Erik Borge Skei - Pasientgrupper sjikanerer ME-forskere og utøver press for å påvirke hvem som får forskningsmidler
google translation: Patient groups harass ME researchers and exert pressure to influence who gets research funding
Skylder på pasienten når forskningen feiler
google translation: Blaming the patient when the research fails
Clinical director at A-hus, Erik Borge Skei writes in Aftenposten that "pressure from patient groups means that one of our reputable research environments does not get the funds to continue" and believes that it will harm the patients.

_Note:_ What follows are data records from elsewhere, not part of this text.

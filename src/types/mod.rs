//! Types module
//!
//! Contains the core data structures used throughout the engine:
//! - `account`: accounts, identifiers and currency codes
//! - `command`: replay commands read from CSV
//! - `transaction`: ledger entries and history filters
//! - `loan`: loan applications and their tagged lifecycle state
//! - `principal`: the authenticated caller
//! - `error`: the engine's error type

pub mod account;
pub mod command;
pub mod error;
pub mod loan;
pub mod principal;
pub mod transaction;

pub use account::{Account, AccountId, AccountStatus, AccountType, Currency, CustomerId};
pub use command::{CommandKind, CommandRecord};
pub use error::LedgerError;
pub use loan::{
    Approved, Cancelled, Disbursed, LoanApplication, LoanApplicationId, LoanState, LoanStatus,
    LoanTerms, Pending, Rejected,
};
pub use principal::{Principal, Role};
pub use transaction::{
    Page, Transaction, TransactionFilter, TransactionId, TransactionMetadata, TransactionStatus,
    TransactionType,
};
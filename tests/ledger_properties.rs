//! Property tests for ledger invariants
//!
//! Random sequences of deposits and withdrawals against one checking account
//! must keep the balance equal to the journal, never negative, and feed the
//! solvency formula exactly.

use ledger_engine::config::EngineConfig;
use ledger_engine::core::TransactionService;
use ledger_engine::types::{
    Currency, LedgerError, Principal, TransactionFilter, TransactionStatus,
};
use proptest::prelude::*;
use rust_decimal::{Decimal, RoundingStrategy};

#[derive(Debug, Clone)]
enum Movement {
    Deposit(i64),
    Withdrawal(i64),
}

fn movement() -> impl Strategy<Value = Movement> {
    // Cents up to 12,000.00 so some withdrawals cross the 10,000.00 limit
    prop_oneof![
        (1i64..1_200_000).prop_map(Movement::Deposit),
        (1i64..1_200_000).prop_map(Movement::Withdrawal),
    ]
}

proptest! {
    #![proptest_config(ProptestConfig::with_cases(64))]

    #[test]
    fn balance_matches_journal(movements in prop::collection::vec(movement(), 1..40)) {
        let service = TransactionService::new(EngineConfig::default());
        let customer = Principal::customer(1);
        let account = service
            .open_account(&customer, 1, Currency::usd(), None)
            .unwrap();

        let mut expected = Decimal::ZERO;
        for movement in &movements {
            let result = match *movement {
                Movement::Deposit(cents) => service.deposit(
                    &customer, account.id, Decimal::new(cents, 2), Currency::usd(), None,
                ),
                Movement::Withdrawal(cents) => service.withdraw(
                    &customer, account.id, Decimal::new(cents, 2), Currency::usd(), None,
                ),
            };
            match result {
                Ok(tx) => {
                    expected += tx.signed_amount();
                    prop_assert_eq!(tx.balance_after, expected);
                }
                Err(LedgerError::InsufficientFunds { balance, .. }) => {
                    prop_assert_eq!(balance, expected);
                }
                Err(LedgerError::TransactionLimitExceeded { .. }) => {}
                Err(e) => prop_assert!(false, "unexpected error: {}", e),
            }
            prop_assert!(expected >= Decimal::ZERO);
        }

        let balance = service.account(&customer, account.id).unwrap().balance;
        prop_assert_eq!(balance, expected);

        let filter = TransactionFilter { limit: usize::MAX, ..TransactionFilter::default() };
        let history = service
            .account_transactions(&customer, account.id, &filter)
            .unwrap();
        let journal: Decimal = history
            .items
            .iter()
            .filter(|tx| tx.status == TransactionStatus::Completed)
            .map(|tx| tx.signed_amount())
            .sum();
        prop_assert_eq!(journal, balance);
        prop_assert_eq!(history.total, history.items.len());
    }

    #[test]
    fn usable_funds_follow_movements(
        deposits in prop::collection::vec(1i64..1_000_000, 1..10),
        withdraw_share in 0u32..=100,
    ) {
        let config = EngineConfig::default();
        let service = TransactionService::new(config.clone());
        let customer = Principal::customer(7);
        let account = service
            .open_account(&customer, 7, Currency::usd(), None)
            .unwrap();

        let mut on_hand = config.bank.initial_capital;
        for cents in deposits {
            let amount = Decimal::new(cents, 2);
            service
                .deposit(&customer, account.id, amount, Currency::usd(), None)
                .unwrap();
            on_hand += amount;

            let withdrawal = (amount * Decimal::from(withdraw_share) / Decimal::from(100))
                .round_dp_with_strategy(2, RoundingStrategy::ToZero);
            if withdrawal > Decimal::ZERO {
                service
                    .withdraw(&customer, account.id, withdrawal, Currency::usd(), None)
                    .unwrap();
                on_hand -= withdrawal;
            }
        }

        let expected = (on_hand * config.bank.reserve_ratio)
            .round_dp_with_strategy(2, RoundingStrategy::ToZero);
        prop_assert_eq!(service.usable_funds().unwrap(), expected);

        let position = service.bank_position(&Principal::admin()).unwrap();
        prop_assert_eq!(position.funds_on_hand, on_hand);
        prop_assert_eq!(
            position.customer_deposits,
            on_hand - config.bank.initial_capital
        );
    }
}
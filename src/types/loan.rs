//! Loan application types
//!
//! The application's lifecycle is a tagged state. Each state that allows a
//! transition carries the transition as a method returning the next state, so
//! an illegal move such as PENDING straight to DISBURSED has no function to
//! call.
//!
//! ```text
//! Pending ──approve──▶ Approved ──disburse──▶ Disbursed
//!    │  └──reject───▶ Rejected
//!    └─────cancel───▶ Cancelled
//! ```

use super::account::{AccountId, CustomerId};
use chrono::{DateTime, Utc};
use rust_decimal::Decimal;
use serde::{Deserialize, Serialize};
use std::fmt;
use uuid::Uuid;

/// Unique identifier for a loan application
#[derive(Debug, Clone, Copy, PartialEq, Eq, Hash, PartialOrd, Ord, Serialize, Deserialize)]
pub struct LoanApplicationId(Uuid);

impl LoanApplicationId {
    #[must_use]
    pub fn new() -> Self {
        Self(Uuid::new_v4())
    }
}

impl Default for LoanApplicationId {
    fn default() -> Self {
        Self::new()
    }
}

impl fmt::Display for LoanApplicationId {
    fn fmt(&self, f: &mut fmt::Formatter<'_>) -> fmt::Result {
        write!(f, "{}", self.0)
    }
}

/// Flat status view of [`LoanState`], used for filtering and messages
#[derive(Debug, Clone, Copy, PartialEq, Eq, Hash, Serialize, Deserialize)]
#[serde(rename_all = "SCREAMING_SNAKE_CASE")]
pub enum LoanStatus {
    Pending,
    Approved,
    Rejected,
    Disbursed,
    Cancelled,
}

impl fmt::Display for LoanStatus {
    fn fmt(&self, f: &mut fmt::Formatter<'_>) -> fmt::Result {
        let name = match self {
            LoanStatus::Pending => "PENDING",
            LoanStatus::Approved => "APPROVED",
            LoanStatus::Rejected => "REJECTED",
            LoanStatus::Disbursed => "DISBURSED",
            LoanStatus::Cancelled => "CANCELLED",
        };
        f.write_str(name)
    }
}

/// Terms fixed at approval; always present together
#[derive(Debug, Clone, PartialEq, Serialize, Deserialize)]
pub struct LoanTerms {
    pub approved_amount: Decimal,
    /// Annual rate as a fraction, e.g. `0.065`
    pub interest_rate: Decimal,
    pub term_months: u32,
}

/// Application awaiting an underwriting decision
#[derive(Debug, Clone, PartialEq, Serialize, Deserialize)]
pub struct Pending;

/// Underwriting approved; no funds have moved yet
#[derive(Debug, Clone, PartialEq, Serialize, Deserialize)]
pub struct Approved {
    pub terms: LoanTerms,
    pub decided_at: DateTime<Utc>,
}

#[derive(Debug, Clone, PartialEq, Serialize, Deserialize)]
pub struct Rejected {
    pub reason: String,
    pub decided_at: DateTime<Utc>,
}

/// Principal committed; backed by a live LOAN account
#[derive(Debug, Clone, PartialEq, Serialize, Deserialize)]
pub struct Disbursed {
    pub terms: LoanTerms,
    pub decided_at: DateTime<Utc>,
    pub disbursed_at: DateTime<Utc>,
    pub loan_account: AccountId,
}

#[derive(Debug, Clone, PartialEq, Serialize, Deserialize)]
pub struct Cancelled {
    pub cancelled_at: DateTime<Utc>,
}

impl Pending {
    pub fn approve(&self, terms: LoanTerms, at: DateTime<Utc>) -> Approved {
        Approved {
            terms,
            decided_at: at,
        }
    }

    pub fn reject(&self, reason: String, at: DateTime<Utc>) -> Rejected {
        Rejected {
            reason,
            decided_at: at,
        }
    }

    pub fn cancel(&self, at: DateTime<Utc>) -> Cancelled {
        Cancelled { cancelled_at: at }
    }
}

impl Approved {
    pub fn disburse(&self, loan_account: AccountId, at: DateTime<Utc>) -> Disbursed {
        Disbursed {
            terms: self.terms.clone(),
            decided_at: self.decided_at,
            disbursed_at: at,
            loan_account,
        }
    }
}

/// Tagged lifecycle state of a loan application
#[derive(Debug, Clone, PartialEq, Serialize, Deserialize)]
#[serde(tag = "status", rename_all = "SCREAMING_SNAKE_CASE")]
pub enum LoanState {
    Pending(Pending),
    Approved(Approved),
    Rejected(Rejected),
    Disbursed(Disbursed),
    Cancelled(Cancelled),
}

impl LoanState {
    pub fn status(&self) -> LoanStatus {
        match self {
            LoanState::Pending(_) => LoanStatus::Pending,
            LoanState::Approved(_) => LoanStatus::Approved,
            LoanState::Rejected(_) => LoanStatus::Rejected,
            LoanState::Disbursed(_) => LoanStatus::Disbursed,
            LoanState::Cancelled(_) => LoanStatus::Cancelled,
        }
    }

    /// Approved or disbursed terms, if underwriting has approved the loan
    pub fn terms(&self) -> Option<&LoanTerms> {
        match self {
            LoanState::Approved(approved) => Some(&approved.terms),
            LoanState::Disbursed(disbursed) => Some(&disbursed.terms),
            _ => None,
        }
    }
}

/// Loan application record
#[derive(Debug, Clone, PartialEq, Serialize, Deserialize)]
pub struct LoanApplication {
    pub id: LoanApplicationId,

    /// Human-readable `LOAN-YYYYMMDD-######` number
    pub number: String,

    pub customer: CustomerId,

    pub requested_amount: Decimal,

    /// Term the customer asked for; approval may override it
    pub requested_term_months: u32,

    pub created_at: DateTime<Utc>,

    pub state: LoanState,
}

impl LoanApplication {
    pub fn new(
        customer: CustomerId,
        number: String,
        requested_amount: Decimal,
        requested_term_months: u32,
        created_at: DateTime<Utc>,
    ) -> Self {
        Self {
            id: LoanApplicationId::new(),
            number,
            customer,
            requested_amount,
            requested_term_months,
            created_at,
            state: LoanState::Pending(Pending),
        }
    }

    pub fn status(&self) -> LoanStatus {
        self.state.status()
    }

    /// The LOAN account backing a disbursed application
    pub fn loan_account(&self) -> Option<AccountId> {
        match &self.state {
            LoanState::Disbursed(disbursed) => Some(disbursed.loan_account),
            _ => None,
        }
    }
}

#[cfg(test)]
mod tests {
    use super::*;

    fn terms() -> LoanTerms {
        LoanTerms {
            approved_amount: Decimal::new(500000, 2),
            interest_rate: Decimal::new(65, 3),
            term_months: 24,
        }
    }

    fn application() -> LoanApplication {
        LoanApplication::new(
            3,
            "LOAN-20260101-000001".to_string(),
            Decimal::new(500000, 2),
            24,
            Utc::now(),
        )
    }

    #[test]
    fn test_new_application_is_pending_without_terms() {
        let app = application();

        assert_eq!(app.status(), LoanStatus::Pending);
        assert!(app.state.terms().is_none());
        assert!(app.loan_account().is_none());
    }

    #[test]
    fn test_approve_then_disburse_carries_terms() {
        let now = Utc::now();
        let approved = Pending.approve(terms(), now);
        let account = AccountId::new();
        let disbursed = approved.disburse(account, now);

        assert_eq!(disbursed.terms, terms());
        assert_eq!(disbursed.decided_at, approved.decided_at);
        assert_eq!(disbursed.loan_account, account);

        let state = LoanState::Disbursed(disbursed);
        assert_eq!(state.status(), LoanStatus::Disbursed);
        assert_eq!(state.terms(), Some(&terms()));
    }

    #[test]
    fn test_reject_and_cancel_carry_no_terms() {
        let now = Utc::now();
        let rejected = LoanState::Rejected(Pending.reject("income".to_string(), now));
        let cancelled = LoanState::Cancelled(Pending.cancel(now));

        assert_eq!(rejected.status(), LoanStatus::Rejected);
        assert_eq!(cancelled.status(), LoanStatus::Cancelled);
        assert!(rejected.terms().is_none());
    }

    #[test]
    fn test_approved_state_exposes_terms() {
        let state = LoanState::Approved(Pending.approve(terms(), Utc::now()));
        assert_eq!(state.status(), LoanStatus::Approved);
        assert_eq!(state.terms(), Some(&terms()));
    }
}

Skei does not mention that there is a professional conflict in the field. He himself writes that "Norway's most published research environment in the ME field is shrinking." Then one must also assume that most of the Norwegian research funds that have been granted for ME research over the past 15 years, have gone to precisely Vegard BB Wyller's projects.
After 15 years, Wyller's stress theory has not been proven and the patients are still as ill. His research has thus delayed the understanding of Myalgic Encephalopathy (ME).